[Collected data entries]
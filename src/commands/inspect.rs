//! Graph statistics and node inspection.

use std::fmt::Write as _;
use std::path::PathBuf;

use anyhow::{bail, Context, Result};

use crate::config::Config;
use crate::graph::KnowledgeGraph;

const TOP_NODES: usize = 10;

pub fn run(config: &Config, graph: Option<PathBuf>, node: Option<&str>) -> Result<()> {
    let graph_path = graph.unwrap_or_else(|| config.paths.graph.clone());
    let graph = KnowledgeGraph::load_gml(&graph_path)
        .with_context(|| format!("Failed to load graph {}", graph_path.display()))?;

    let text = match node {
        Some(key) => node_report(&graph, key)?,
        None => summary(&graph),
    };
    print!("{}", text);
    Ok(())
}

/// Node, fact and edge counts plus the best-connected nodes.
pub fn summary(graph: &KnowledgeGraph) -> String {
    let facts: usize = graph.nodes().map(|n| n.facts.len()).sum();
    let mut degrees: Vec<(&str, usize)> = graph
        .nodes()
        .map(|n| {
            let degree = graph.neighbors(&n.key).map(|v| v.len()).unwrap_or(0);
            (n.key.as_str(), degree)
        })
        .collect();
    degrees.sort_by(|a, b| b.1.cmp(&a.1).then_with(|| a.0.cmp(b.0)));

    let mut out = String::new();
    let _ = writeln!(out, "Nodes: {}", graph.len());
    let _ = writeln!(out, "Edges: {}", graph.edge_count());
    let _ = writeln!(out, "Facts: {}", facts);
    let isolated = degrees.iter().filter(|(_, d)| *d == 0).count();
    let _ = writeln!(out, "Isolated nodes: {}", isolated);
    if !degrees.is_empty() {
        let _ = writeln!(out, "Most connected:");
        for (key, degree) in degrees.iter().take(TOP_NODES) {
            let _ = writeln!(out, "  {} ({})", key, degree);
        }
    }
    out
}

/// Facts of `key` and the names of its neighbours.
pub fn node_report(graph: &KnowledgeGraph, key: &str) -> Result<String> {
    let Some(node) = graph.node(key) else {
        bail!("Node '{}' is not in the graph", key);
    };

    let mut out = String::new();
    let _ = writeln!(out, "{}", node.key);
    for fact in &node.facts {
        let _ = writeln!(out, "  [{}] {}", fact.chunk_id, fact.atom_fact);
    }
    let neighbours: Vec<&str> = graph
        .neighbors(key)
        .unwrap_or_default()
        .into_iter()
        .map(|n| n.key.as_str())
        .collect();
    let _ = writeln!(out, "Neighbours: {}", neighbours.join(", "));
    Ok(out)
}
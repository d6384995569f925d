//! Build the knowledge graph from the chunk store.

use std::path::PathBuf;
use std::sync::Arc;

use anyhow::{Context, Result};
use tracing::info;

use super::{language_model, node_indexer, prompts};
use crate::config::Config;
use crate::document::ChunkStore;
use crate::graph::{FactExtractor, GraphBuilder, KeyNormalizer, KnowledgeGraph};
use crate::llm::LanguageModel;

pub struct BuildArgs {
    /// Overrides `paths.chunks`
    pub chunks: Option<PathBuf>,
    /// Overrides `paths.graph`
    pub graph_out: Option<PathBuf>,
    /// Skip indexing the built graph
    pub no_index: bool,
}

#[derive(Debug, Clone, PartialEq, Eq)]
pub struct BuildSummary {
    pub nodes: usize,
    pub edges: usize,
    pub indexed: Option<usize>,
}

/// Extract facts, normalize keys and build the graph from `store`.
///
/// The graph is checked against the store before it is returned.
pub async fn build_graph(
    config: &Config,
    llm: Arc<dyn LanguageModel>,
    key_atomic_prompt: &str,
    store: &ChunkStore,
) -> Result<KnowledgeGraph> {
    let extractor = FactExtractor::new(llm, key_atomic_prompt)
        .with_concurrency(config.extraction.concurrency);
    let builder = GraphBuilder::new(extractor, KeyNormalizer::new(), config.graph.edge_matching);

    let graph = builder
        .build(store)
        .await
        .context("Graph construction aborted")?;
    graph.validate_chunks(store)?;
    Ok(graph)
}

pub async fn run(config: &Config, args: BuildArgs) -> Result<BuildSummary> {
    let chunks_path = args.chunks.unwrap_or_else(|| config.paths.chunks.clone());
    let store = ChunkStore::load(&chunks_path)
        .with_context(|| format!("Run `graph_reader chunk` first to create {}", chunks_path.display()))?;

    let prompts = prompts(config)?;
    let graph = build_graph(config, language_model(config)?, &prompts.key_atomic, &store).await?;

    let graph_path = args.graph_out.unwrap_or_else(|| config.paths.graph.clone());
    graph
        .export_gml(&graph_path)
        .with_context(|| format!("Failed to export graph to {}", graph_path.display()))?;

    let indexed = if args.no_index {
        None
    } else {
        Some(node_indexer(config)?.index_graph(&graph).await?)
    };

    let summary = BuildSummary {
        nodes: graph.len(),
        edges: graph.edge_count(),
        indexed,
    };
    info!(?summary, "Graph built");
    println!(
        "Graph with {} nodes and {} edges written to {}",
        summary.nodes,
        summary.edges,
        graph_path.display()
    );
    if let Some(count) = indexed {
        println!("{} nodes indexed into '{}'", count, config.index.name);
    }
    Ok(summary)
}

• WHAT IS EXPECTED: When you answer, output each line of the data exactly as given, from its first line up to and including the one with "const TOP_NODES: usize = 10;".

• ANSWER BOX:
filename src/commands/inspect.rs
//! Graph statistics and node inspection.

use std::fmt::Write as _;
use std::path::PathBuf;

use anyhow::{bail, Context, Result};

use crate::config::Config;
use crate::graph::KnowledgeGraph;

const TOP_NODES: usize = 10;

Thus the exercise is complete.